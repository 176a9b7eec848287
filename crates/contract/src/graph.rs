//! Prerequisite graph over a group's test cases
//!
//! Edges run from a case to each of its prerequisites. The graph is
//! validated on construction (unique names, known prerequisites listed
//! once each, no cycles), so `execution_order` always yields every case.

use std::collections::{BTreeSet, HashMap, HashSet};

use crate::case::TestCase;
use crate::error::{ContractError, ContractResult};

#[derive(Debug)]
pub struct CaseGraph<'a> {
    cases: &'a [TestCase],
    index: HashMap<&'static str, usize>,
}

impl<'a> CaseGraph<'a> {
    pub fn build(cases: &'a [TestCase]) -> ContractResult<Self> {
        let mut index = HashMap::with_capacity(cases.len());
        for (i, case) in cases.iter().enumerate() {
            if index.insert(case.name, i).is_some() {
                return Err(ContractError::DuplicateCase(case.name.to_string()));
            }
        }

        for case in cases {
            let mut seen = HashSet::with_capacity(case.prerequisites.len());
            for prerequisite in &case.prerequisites {
                if !index.contains_key(prerequisite) {
                    return Err(ContractError::UnknownPrerequisite {
                        case: case.name.to_string(),
                        prerequisite: prerequisite.to_string(),
                    });
                }
                // Each edge is counted once in `execution_order`
                if !seen.insert(*prerequisite) {
                    return Err(ContractError::DuplicatePrerequisite {
                        case: case.name.to_string(),
                        prerequisite: prerequisite.to_string(),
                    });
                }
            }
        }

        let graph = Self { cases, index };
        graph.check_acyclic()?;
        Ok(graph)
    }

    pub fn case(&self, idx: usize) -> &'a TestCase {
        &self.cases[idx]
    }

    pub fn position(&self, name: &str) -> Option<usize> {
        self.index.get(name).copied()
    }

    /// Indices of the direct prerequisites of `idx`
    pub fn dependencies(&self, idx: usize) -> impl Iterator<Item = usize> + '_ {
        self.cases[idx]
            .prerequisites
            .iter()
            .filter_map(|name| self.index.get(name).copied())
    }

    /// Indices of the cases that list `idx` as a prerequisite
    pub fn dependents(&self, idx: usize) -> Vec<usize> {
        let name = self.cases[idx].name;
        self.cases
            .iter()
            .enumerate()
            .filter(|(_, c)| c.prerequisites.contains(&name))
            .map(|(i, _)| i)
            .collect()
    }

    /// Topological order, prerequisites first. Among cases that are ready
    /// at the same time, the one declared first runs first.
    pub fn execution_order(&self) -> Vec<usize> {
        let mut pending: Vec<usize> = (0..self.cases.len())
            .map(|i| self.dependencies(i).count())
            .collect();
        let mut ready: BTreeSet<usize> = pending
            .iter()
            .enumerate()
            .filter(|(_, n)| **n == 0)
            .map(|(i, _)| i)
            .collect();

        let mut order = Vec::with_capacity(self.cases.len());
        while let Some(next) = ready.pop_first() {
            order.push(next);
            for dependent in self.dependents(next) {
                pending[dependent] -= 1;
                if pending[dependent] == 0 {
                    ready.insert(dependent);
                }
            }
        }
        debug_assert_eq!(order.len(), self.cases.len(), "case graph dropped a case");
        order
    }

    /// `name` and everything it transitively depends on
    pub fn with_ancestors(&self, name: &str) -> ContractResult<HashSet<usize>> {
        let start = self
            .position(name)
            .ok_or_else(|| ContractError::CaseNotFound(name.to_string()))?;

        let mut selected = HashSet::new();
        let mut stack = vec![start];
        while let Some(idx) = stack.pop() {
            if selected.insert(idx) {
                stack.extend(self.dependencies(idx));
            }
        }
        Ok(selected)
    }

    fn check_acyclic(&self) -> ContractResult<()> {
        let mut visited = HashSet::new();
        let mut rec_stack = HashSet::new();
        let mut path = Vec::new();

        for idx in 0..self.cases.len() {
            if !visited.contains(&idx) {
                self.dfs_cycle(idx, &mut visited, &mut rec_stack, &mut path)?;
            }
        }
        Ok(())
    }

    fn dfs_cycle(
        &self,
        node: usize,
        visited: &mut HashSet<usize>,
        rec_stack: &mut HashSet<usize>,
        path: &mut Vec<usize>,
    ) -> ContractResult<()> {
        visited.insert(node);
        rec_stack.insert(node);
        path.push(node);

        for next in self.dependencies(node) {
            if !visited.contains(&next) {
                self.dfs_cycle(next, visited, rec_stack, path)?;
            } else if rec_stack.contains(&next) {
                let cycle_start = path.iter().position(|n| *n == next).unwrap_or(0);
                let names: Vec<&str> = path[cycle_start..]
                    .iter()
                    .chain(std::iter::once(&next))
                    .map(|i| self.cases[*i].name)
                    .collect();
                return Err(ContractError::DependencyCycle(names.join(" → ")));
            }
        }

        path.pop();
        rec_stack.remove(&node);
        Ok(())
    }
}
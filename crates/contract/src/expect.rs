//! Assertions that report expected vs actual instead of panicking

use reqwest::header::CONTENT_TYPE;
use reqwest::{Response, StatusCode};
use std::fmt::Debug;

use crate::error::{ContractError, ContractResult};

/// Check a response status
pub fn status(expected: StatusCode, actual: StatusCode) -> ContractResult<()> {
    if expected == actual {
        Ok(())
    } else {
        Err(ContractError::StatusMismatch {
            expected: expected.as_u16(),
            actual: actual.as_u16(),
        })
    }
}

/// Check that a `Content-Type` value names a JSON media type.
/// Parameters such as `charset` are ignored.
pub fn json_content_type(content_type: Option<&str>) -> ContractResult<()> {
    let raw = content_type.unwrap_or("");
    let media = raw
        .split(';')
        .next()
        .unwrap_or("")
        .trim()
        .to_ascii_lowercase();

    if media == "application/json" || (media.starts_with("application/") && media.ends_with("+json")) {
        Ok(())
    } else {
        Err(ContractError::ContentTypeMismatch {
            actual: if raw.is_empty() { "<none>".to_string() } else { raw.to_string() },
        })
    }
}

/// `json_content_type` applied to a response's header
pub fn response_is_json(response: &Response) -> ContractResult<()> {
    json_content_type(
        response
            .headers()
            .get(CONTENT_TYPE)
            .and_then(|v| v.to_str().ok()),
    )
}

/// Check a single field value
pub fn eq<T: PartialEq + Debug>(field: &str, expected: T, actual: T) -> ContractResult<()> {
    if expected == actual {
        Ok(())
    } else {
        Err(ContractError::FieldMismatch {
            field: field.to_string(),
            expected: format!("{:?}", expected),
            actual: format!("{:?}", actual),
        })
    }
}

/// Check the number of elements in a collection
pub fn count(what: &str, expected: usize, actual: usize) -> ContractResult<()> {
    if expected == actual {
        Ok(())
    } else {
        Err(ContractError::CountMismatch {
            what: what.to_string(),
            expected,
            actual,
        })
    }
}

**INSTRUCTIONS TO FOLLOW:** From the records above, pull out each line that has "StatusCode".

**RESPONSE TO THIS EXERCISE:**
use reqwest::{Response, StatusCode};
pub fn status(expected: StatusCode, actual: StatusCode) -> ContractResult<()> {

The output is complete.